Oaken began to play an Arendellan folk song, and it didn’t take much to get Anna, Hildy, May, and Marit singing along.
“This reminds me,” Kristoff said in a whisper to Ajay. “Last summer, when the whole surprise-winter thing happened, there were a bunch of times when people just started breaking into song for no reason. Even I did it. Does that ever happen where you’re from?”
“My boy, you have no idea,” Ajay replied, patting Kristoff on the shoulder.
A moment later, Kristoff said, “Well, if you can’t beat ‘em…I’ll be right back.”

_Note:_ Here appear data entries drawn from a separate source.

//! `trundle-runtime` – the behavior engine.
//!
//! Everything that actually moves the chassis lives here: the reactive
//! control loops, the per-mode behavior entries the supervisor spawns,
//! and the dispatcher that turns decoded operator/voice commands into
//! mode switches.
//!
//! # Modules
//!
//! - [`motion`] – [`Drivetrain`][motion::Drivetrain]:
//!   timed motor pulses over the HAL primitives, plus
//!   [`StopGuard`][motion::StopGuard], the drop guard that makes "motors
//!   stopped on every exit path" a structural property rather than a
//!   convention.
//! - [`stuck`] – [`StuckDetector`][stuck::StuckDetector]:
//!   the four-entry movement-code window that recognises left/right and
//!   forward/backward oscillation deadlocks.
//! - [`explorer`] – [`ReactiveExplorer`][explorer::ReactiveExplorer]:
//!   threshold-based obstacle avoidance over the ultrasonic ring; the
//!   whole of AUTONOMOUS mode and the wander step of a failed search.
//! - [`scanner`] – [`DirectionalScanner`][scanner::DirectionalScanner]:
//!   the rotating four-heading visual sweep for a named object.
//! - [`approach`] – [`ApproachController`][approach::ApproachController]:
//!   closed-loop pursuit fusing vision bearing with ultrasonic range,
//!   with lost-target recovery.
//! - [`manual`] – the MANUAL-mode step relay and its shared queue.
//! - [`behavior`] – [`BehaviorContext`][behavior::BehaviorContext] and
//!   the four mode entry points the supervisor runs.
//! - [`dispatch`] – [`Dispatcher`][dispatch::Dispatcher]:
//!   arbiter-bracketed command routing from the external sources.
//! - [`telemetry`] – [`init_tracing`][telemetry::init_tracing]:
//!   global `tracing` subscriber setup.

pub mod approach;
pub mod behavior;
pub mod dispatch;
pub mod explorer;
pub mod manual;
pub mod motion;
pub mod scanner;
pub mod stuck;
pub mod telemetry;

pub use approach::{ApproachConfig, ApproachController, ApproachOutcome};
pub use behavior::{BehaviorContext, BehaviorSettings};
pub use dispatch::Dispatcher;
pub use explorer::{ExploreStep, ReactiveExplorer};
pub use manual::{StepQueue, step_queue};
pub use motion::{Drivetrain, StopGuard};
pub use scanner::DirectionalScanner;
pub use stuck::StuckDetector;
pub use telemetry::init_tracing;
//! Generic `RangeArray` trait for the four-sensor ultrasonic ring.

use async_trait::async_trait;
use trundle_types::{DistanceSample, TrundleError};

/// The fixed ultrasonic sensor ring (front, left, right, back).
///
/// A poll may take tens of milliseconds while echoes return.  Drivers retry
/// a bounded number of times internally; a sensor that still produces no
/// valid echo reports [`NO_ECHO`][trundle_types::NO_ECHO] for its field
/// rather than failing the whole sample.
#[async_trait]
pub trait RangeArray: Send + Sync {
    /// Fire all four sensors and collect one fresh [`DistanceSample`].
    ///
    /// # Errors
    ///
    /// Returns [`TrundleError::HardwareFault`] only when the sensor bus
    /// itself is unusable.  Per-sensor timeouts are not errors.
    async fn read_distances(&self) -> Result<DistanceSample, TrundleError>;
}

Kristoff went downstairs and quickly returned with his lute. Oaken had finished his song, so Kristoff started in on a lively jig to which some of the ladies and attendants danced with varying degrees of skill. Then he moved on to a classic Arendellan ballad, to which everyone who knew the words sang along.
Soon there was a nearly nonstop flow of singing and dancing. May and Marit led the group in a song in the round, after which Mofa managed to teach the group a sort of harmonious choral song from his homeland. Ajay introduced everyone to a couple of Sundaran sea chanties and allowed the ladies (led by Hildy) to convince him that it was perfectly all right to include the more ribald verses.
After a while, Kristoff and Anna found themselves dancing together—rather more closely than castle ballroom decorum would have allowed. The feel of Anna’s body against his, along with the off-color songs and the alcohol, were making Kristoff feel a bit stirred up.
“Hey,” he said in a low voice, “you want to go downstairs?”
“Downstairs?” Anna said. “But everyone’s up here.”
“Exactly,” Kristoff replied with a little grin.
“Ohhh,” Anna said, nodding. “Yes, downstairs might be nice.”
Hand in hand, they went down the wooden stairs to the first floor, only to hear the gasps, urgent murmurs, and lips-smacking sounds of two people furiously making out behind a tall shelf in the back.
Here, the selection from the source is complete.